Ellen Pompeo is officially the highest-paid woman on television, reeling in $20 million a year, but the actress reveals in a new interview with The Hollywood Reporter that getting to this point was hard-fought.
"I'm 48 now, so I've finally gotten to the place where I'm OK asking for what I deserve, which is something that comes only with age," she told the publication. "Because I'm not the most 'relevant' actress out there. I know that's the industry perception because I've been this character [Meredith Grey] for 14 years. But the truth is, anybody can be good on a show season one and two. Can you be good 14 years later? Now, that's a fuckin' skill."
Pompeo currently brings in $575,000 per episode for her starring role in Grey's Anatomy, and her new contract also includes a seven-figure signing bonus and two full backend equity points on the series, which are estimated to add up to an additional $6 million to $7 million.
The actress is also set to produce this spring's Grey's spinoff, as well as champion a legal drama she's hoping to put out through her production company, Calamity Jane. And on top of all that, Pompeo also recently sold an anthology drama to Amazon focusing on different American fashion designers.
According to Pompeo, being in the industry has shown that her "path" veers toward producing, and this revelation, coupled with the recent #MeToo and #TimesUp movements, has helped her to gain clarity in how and what to ask for.
"In the last few weeks, a lot of us actresses in town have been having these meeting [as part of the Time's Up initiative]," she said. "We've been sharing stories and trying to figure out how we can promote change and use our voices to help other people. And I'll tell you, sitting in rooms full of Oscar-winning actresses listening to how they've been preyed upon and assaulted is frightening. And it confirmed that my path really was the right one for me, because I've chosen to financially empower myself so that I never have to be ducking predators and chasing trophies. It's not for everyone. You have to be more interested in business than you are in acting."
Part of what has helped Pompeo feel emboldened to make demands for her own career, she said, is getting an "education here at Shondaland" – watching and learning from her friend and mentor, Grey's creator Shonda Rimes.
"In Shonda finding her power and becoming more comfortable with her power, she has empowered me," Pompeo said. "And that took her a while to get to, too. It was part of her evolution. … So, she got to a place where she was so empowered that she was generous with her power. Now, what did that look like? It looked like her letting me be the highest-paid woman on television, letting me be a producer on this show, letting me be a co-executive producer on the spinoff and signing off on the deal that the studio gave me, which is unprecedented."

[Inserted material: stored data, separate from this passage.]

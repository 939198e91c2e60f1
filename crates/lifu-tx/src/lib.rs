//! Register programming for TX7332 ultrasound transmitters.
//!
//! A transmitter holds up to 16 delay profiles and 32 pulse (pattern)
//! profiles in its register file. [`Tx7332Registers`] encodes profiles for
//! a single 32-channel chip, [`TxModule`] drives the transmitters that share
//! one I2C address, and [`TxArray`] spreads a full channel vector across
//! modules.

pub mod array;
pub mod io;
pub mod module;
pub mod pattern;
pub mod profile;
pub mod registers;
pub mod tx7332;


use thiserror::Error;

pub use array::{DeviceRegisters, TxArray};
pub use module::TxModule;
pub use pattern::{calc_pulse_pattern, PulsePattern};
pub use profile::{DelayProfile, Profile, ProfileSelection, ProfileSet, PulseProfile};
pub use registers::{
    format_registers, get_register_value, pack_registers, set_register_value, swap_byte_order,
    PackedRegisters, RegisterBlock, Registers,
};
pub use tx7332::Tx7332Registers;

#[derive(Debug, Error)]
pub enum TxError {
    #[error("io error: {0}")]
    Io(#[from] std::io::Error),
    #[error("csv error: {0}")]
    Csv(#[from] csv::Error),
    #[error("json error: {0}")]
    Json(#[from] serde_json::Error),
    #[error(transparent)]
    Lifu(#[from] lifu::LifuError),
    #[error("invalid configuration: {0}")]
    InvalidConfig(String),
    #[error("value {value} does not fit in {width} bits")]
    ValueOverflow { value: i64, width: u32 },
    #[error("invalid channel {0}")]
    InvalidChannel(usize),
    #[error("invalid pattern period {0}")]
    InvalidPeriod(usize),
    #[error("invalid {kind} profile index {index}")]
    InvalidProfile { kind: &'static str, index: u8 },
    #[error("{kind} profile {index} not found")]
    ProfileNotFound { kind: &'static str, index: u8 },
    #[error("no {0} profiles have been set")]
    NoProfiles(&'static str),
    #[error("no {0} profile selected")]
    NoActiveProfile(&'static str),
    #[error("pattern requires too many periods ({0} > 16)")]
    TooManyPeriods(usize),
    #[error("pulse too long for elastic repeat ({0} > 65535)")]
    ElasticRepeatOverflow(u64),
    #[error("duplicate I2C address 0x{0:02X}")]
    DuplicateI2cAddress(u8),
    #[error("{context} length mismatch: expected {expected}, got {got}")]
    LengthMismatch {
        context: &'static str,
        expected: usize,
        got: usize,
    },
}

pub type Result<T> = std::result::Result<T, TxError>;
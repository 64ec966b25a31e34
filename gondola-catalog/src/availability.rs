use gondola_core::{Flight, FlightLoad};
use serde::Serialize;

/// Seat counts for one flight
#[derive(Debug, Clone, Copy, PartialEq, Eq, Serialize)]
pub struct Availability {
    pub capacity: i64,
    pub booked: i64,
    pub remaining: i64,
}

impl Availability {
    pub fn new(capacity: i32, booked: i64) -> Self {
        let capacity = i64::from(capacity);
        Self {
            capacity,
            booked,
            remaining: (capacity - booked).max(0),
        }
    }

    pub fn is_sold_out(&self) -> bool {
        self.remaining == 0
    }

    /// Share of seats taken, 0.0..=1.0
    pub fn utilization(&self) -> f64 {
        if self.capacity == 0 {
            return 0.0;
        }
        (self.booked.min(self.capacity) as f64) / (self.capacity as f64)
    }
}

impl From<&FlightLoad> for Availability {
    fn from(load: &FlightLoad) -> Self {
        Availability::new(load.flight.max_passengers, load.booked_seats)
    }
}

/// Public view of a flight with its seat counts
#[derive(Debug, Clone, Serialize)]
pub struct FlightListing {
    #[serde(flatten)]
    pub flight: Flight,
    pub seats_booked: i64,
    pub seats_left: i64,
    pub sold_out: bool,
}

impl From<FlightLoad> for FlightListing {
    fn from(load: FlightLoad) -> Self {
        let availability = Availability::from(&load);
        Self {
            flight: load.flight,
            seats_booked: availability.booked,
            seats_left: availability.remaining,
            sold_out: availability.is_sold_out(),
        }
    }
}
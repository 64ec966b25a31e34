pub mod booking;
pub mod flight;
pub mod identity;
pub mod payment;
pub mod repository;
pub mod settings;
pub mod sms;

pub use booking::{Booking, BookingStatus, NewBooking};
pub use flight::{Flight, FlightChanges, FlightLoad, FlightStatus, NewFlight};
pub use identity::{Admin, Meister, NewMeister, NewPassenger, NewPilot, Passenger, Pilot, PilotProfileUpdate, Role, Session};
pub use repository::Store;
pub use settings::PlatformSettings;

#[derive(Debug, thiserror::Error)]
pub enum CoreError {
    #[error("Validation failed: {0}")]
    ValidationError(String),
    #[error("Not found: {0}")]
    NotFound(String),
    #[error("Conflict: {0}")]
    Conflict(String),
    #[error("Flight {flight_id} is fully booked ({max_passengers} seats)")]
    CapacityExceeded {
        flight_id: uuid::Uuid,
        max_passengers: i32,
    },
    #[error("Internal service error: {0}")]
    InternalError(String),
}

pub type CoreResult<T> = Result<T, CoreError>;
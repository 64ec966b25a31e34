use axum::{
    extract::State,
    http::StatusCode,
    middleware::from_fn_with_state,
    routing::{get, post},
    Extension, Json, Router,
};
use axum_extra::extract::cookie::{Cookie, CookieJar, SameSite};
use chrono::{DateTime, Utc};
use gondola_core::{NewMeister, NewPassenger, NewPilot, Role, Session};
use serde::{Deserialize, Serialize};
use serde_json::{json, Value};
use uuid::Uuid;

use crate::error::{AppError, AppJson};
use crate::middleware::session::{hash_session_token, new_session_token};
use crate::middleware::{authenticate, login_rate_limit, Principal};
use crate::password::{hash_password, verify_password, MIN_PASSWORD_LEN};
use crate::state::AppState;

// ============================================================================
// Request/Response Types
// ============================================================================

#[derive(Debug, Deserialize)]
pub struct RegisterPilotRequest {
    pub name: String,
    pub email: String,
    pub phone: String,
    pub password: String,
    pub license_number: String,
    pub balloon_registration: Option<String>,
}

#[derive(Debug, Deserialize)]
pub struct RegisterPassengerRequest {
    pub name: String,
    pub email: String,
    pub phone: String,
    pub password: String,
}

#[derive(Debug, Deserialize)]
pub struct RegisterMeisterRequest {
    pub name: String,
    pub email: String,
    pub phone: String,
    pub password: String,
    pub organization: String,
}

#[derive(Debug, Deserialize)]
pub struct LoginRequest {
    pub email: String,
    pub password: String,
    pub role: Role,
}

#[derive(Debug, Serialize)]
pub struct LoginResponse {
    pub account_id: Uuid,
    pub role: Role,
    pub expires_at: DateTime<Utc>,
}

pub fn routes(state: AppState) -> Router<AppState> {
    let login = Router::new()
        .route("/api/auth/login", post(login))
        .route_layer(from_fn_with_state(state.clone(), login_rate_limit));

    let signed_in = Router::new()
        .route("/api/auth/me", get(me))
        .route_layer(from_fn_with_state(state, authenticate));

    Router::new()
        .route("/api/auth/register/pilot", post(register_pilot))
        .route("/api/auth/register/passenger", post(register_passenger))
        .route("/api/auth/register/meister", post(register_meister))
        .route("/api/auth/logout", post(logout))
        .merge(login)
        .merge(signed_in)
}

// ============================================================================
// Validation
// ============================================================================

struct AccountFields<'a> {
    name: &'a str,
    email: &'a str,
    phone: &'a str,
    password: &'a str,
}

fn validate_account(fields: &AccountFields<'_>, extra: &[(&str, &str)]) -> Result<(), AppError> {
    let mut problems = Vec::new();
    if fields.name.trim().is_empty() {
        problems.push("name must not be empty".to_string());
    }
    let email = fields.email.trim();
    if email.len() < 3 || !email.contains('@') || email.starts_with('@') || email.ends_with('@') {
        problems.push("email is not a valid address".to_string());
    }
    if fields.phone.trim().is_empty() {
        problems.push("phone must not be empty".to_string());
    }
    if fields.password.chars().count() < MIN_PASSWORD_LEN {
        problems.push(format!("password must be at least {} characters", MIN_PASSWORD_LEN));
    }
    for (field, value) in extra {
        if value.trim().is_empty() {
            problems.push(format!("{} must not be empty", field));
        }
    }

    if problems.is_empty() {
        Ok(())
    } else {
        Err(AppError::ValidationError(problems.join("; ")))
    }
}

// ============================================================================
// Registration Handlers
// ============================================================================

/// POST /api/auth/register/pilot
async fn register_pilot(
    State(state): State<AppState>,
    AppJson(req): AppJson<RegisterPilotRequest>,
) -> Result<(StatusCode, Json<Value>), AppError> {
    validate_account(
        &AccountFields {
            name: &req.name,
            email: &req.email,
            phone: &req.phone,
            password: &req.password,
        },
        &[("license_number", &req.license_number)],
    )?;

    let pilot = state
        .store
        .create_pilot(&NewPilot {
            name: req.name.trim().to_string(),
            email: req.email.trim().to_string(),
            phone: req.phone.trim().to_string(),
            password_hash: hash_password(&req.password).await?,
            license_number: req.license_number.trim().to_string(),
            balloon_registration: req.balloon_registration.filter(|r| !r.trim().is_empty()),
        })
        .await?;

    tracing::info!("Pilot {} registered, awaiting approval", pilot.id);
    Ok((StatusCode::CREATED, Json(json!(pilot))))
}

/// POST /api/auth/register/passenger
async fn register_passenger(
    State(state): State<AppState>,
    AppJson(req): AppJson<RegisterPassengerRequest>,
) -> Result<(StatusCode, Json<Value>), AppError> {
    validate_account(
        &AccountFields {
            name: &req.name,
            email: &req.email,
            phone: &req.phone,
            password: &req.password,
        },
        &[],
    )?;

    let passenger = state
        .store
        .create_passenger(&NewPassenger {
            name: req.name.trim().to_string(),
            email: req.email.trim().to_string(),
            phone: req.phone.trim().to_string(),
            password_hash: hash_password(&req.password).await?,
        })
        .await?;

    tracing::info!("Passenger {} registered", passenger.id);
    Ok((StatusCode::CREATED, Json(json!(passenger))))
}

/// POST /api/auth/register/meister
async fn register_meister(
    State(state): State<AppState>,
    AppJson(req): AppJson<RegisterMeisterRequest>,
) -> Result<(StatusCode, Json<Value>), AppError> {
    validate_account(
        &AccountFields {
            name: &req.name,
            email: &req.email,
            phone: &req.phone,
            password: &req.password,
        },
        &[("organization", &req.organization)],
    )?;

    let meister = state
        .store
        .create_meister(&NewMeister {
            name: req.name.trim().to_string(),
            email: req.email.trim().to_string(),
            phone: req.phone.trim().to_string(),
            organization: req.organization.trim().to_string(),
            password_hash: hash_password(&req.password).await?,
        })
        .await?;

    tracing::info!("Meister {} registered, awaiting approval", meister.id);
    Ok((StatusCode::CREATED, Json(json!(meister))))
}

// ============================================================================
// Session Handlers
// ============================================================================

struct Credentials {
    account_id: Uuid,
    password_hash: String,
    blocked: bool,
}

async fn find_credentials(state: &AppState, role: Role, email: &str) -> Result<Option<Credentials>, AppError> {
    let credentials = match role {
        Role::Pilot => state.store.find_pilot_by_email(email).await?.map(|p| Credentials {
            account_id: p.id,
            password_hash: p.password_hash,
            blocked: p.blocked,
        }),
        Role::Passenger => state.store.find_passenger_by_email(email).await?.map(|p| Credentials {
            account_id: p.id,
            password_hash: p.password_hash,
            blocked: false,
        }),
        Role::Meister => state.store.find_meister_by_email(email).await?.map(|m| Credentials {
            account_id: m.id,
            password_hash: m.password_hash,
            blocked: false,
        }),
        Role::Admin => state.store.find_admin_by_email(email).await?.map(|a| Credentials {
            account_id: a.id,
            password_hash: a.password_hash,
            blocked: false,
        }),
    };
    Ok(credentials)
}

/// POST /api/auth/login
async fn login(
    State(state): State<AppState>,
    jar: CookieJar,
    AppJson(req): AppJson<LoginRequest>,
) -> Result<(CookieJar, Json<LoginResponse>), AppError> {
    let invalid = || AppError::AuthenticationError("Invalid email or password".to_string());

    let credentials = find_credentials(&state, req.role, req.email.trim())
        .await?
        .ok_or_else(invalid)?;
    if !verify_password(&req.password, &credentials.password_hash).await {
        return Err(invalid());
    }
    if credentials.blocked {
        return Err(AppError::AuthorizationError("Account is blocked".to_string()));
    }

    let token = new_session_token();
    let now = Utc::now();
    let session = Session {
        id: Uuid::new_v4(),
        token_hash: hash_session_token(&token),
        account_id: credentials.account_id,
        role: req.role,
        created_at: now,
        expires_at: now + state.auth.session_ttl,
    };
    state.store.create_session(&session).await?;
    tracing::info!("{} {} signed in", req.role, credentials.account_id);

    let cookie = Cookie::build((state.auth.cookie_name.clone(), token))
        .http_only(true)
        .same_site(SameSite::Lax)
        .secure(state.auth.secure_cookie)
        .path("/");

    Ok((
        jar.add(cookie),
        Json(LoginResponse {
            account_id: session.account_id,
            role: session.role,
            expires_at: session.expires_at,
        }),
    ))
}

/// POST /api/auth/logout
async fn logout(State(state): State<AppState>, jar: CookieJar) -> Result<(CookieJar, StatusCode), AppError> {
    if let Some(token) = jar.get(&state.auth.cookie_name).map(|c| c.value().to_string()) {
        if let Some(session) = state.store.find_session(&hash_session_token(&token), Utc::now()).await? {
            state.store.delete_session(session.id).await?;
        }
    }

    let jar = jar.remove(Cookie::build((state.auth.cookie_name.clone(), "")).path("/"));
    Ok((jar, StatusCode::NO_CONTENT))
}

/// GET /api/auth/me
async fn me(State(state): State<AppState>, Extension(principal): Extension<Principal>) -> Result<Json<Value>, AppError> {
    let id = principal.account_id;
    let account = match principal.role {
        Role::Pilot => state.store.get_pilot(id).await?.map(|a| json!(a)),
        Role::Passenger => state.store.get_passenger(id).await?.map(|a| json!(a)),
        Role::Meister => state.store.get_meister(id).await?.map(|a| json!(a)),
        Role::Admin => state.store.get_admin(id).await?.map(|a| json!(a)),
    }
    .ok_or_else(|| AppError::AuthenticationError("Account no longer exists".to_string()))?;

    Ok(Json(json!({
        "role": principal.role,
        "account": account,
    })))
}

#[cfg(test)]
mod tests {
    use super::*;

    #[test]
    fn test_account_validation_collects_every_problem() {
        let err = validate_account(
            &AccountFields {
                name: " ",
                email: "nobody",
                phone: "",
                password: "short",
            },
            &[("organization", "")],
        )
        .unwrap_err();

        let AppError::ValidationError(msg) = err else {
            panic!("expected validation error");
        };
        assert!(msg.contains("name"));
        assert!(msg.contains("email"));
        assert!(msg.contains("phone"));
        assert!(msg.contains("password"));
        assert!(msg.contains("organization"));
    }
}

"Now, maybe it's my Irish Catholic upbringing, but you never want to [be perceived as] too greedy," she continued. "Or maybe it's just that as women, that's our problem; a guy wouldn't have any problem asking for $600,000 an episode. And as women, we're like, 'Oh, can I ask for that? Is that OK?' I'd call Shonda and say, 'Am I being greedy?' But CAA compiled a list of stats for me, and Grey's has generated nearly $3 billion for Disney. When your face and your voice have been part of something that's generated $3 billion for one of the biggest corporations in the world, you start to feel like, 'OK, maybe I do deserve a piece of this.'"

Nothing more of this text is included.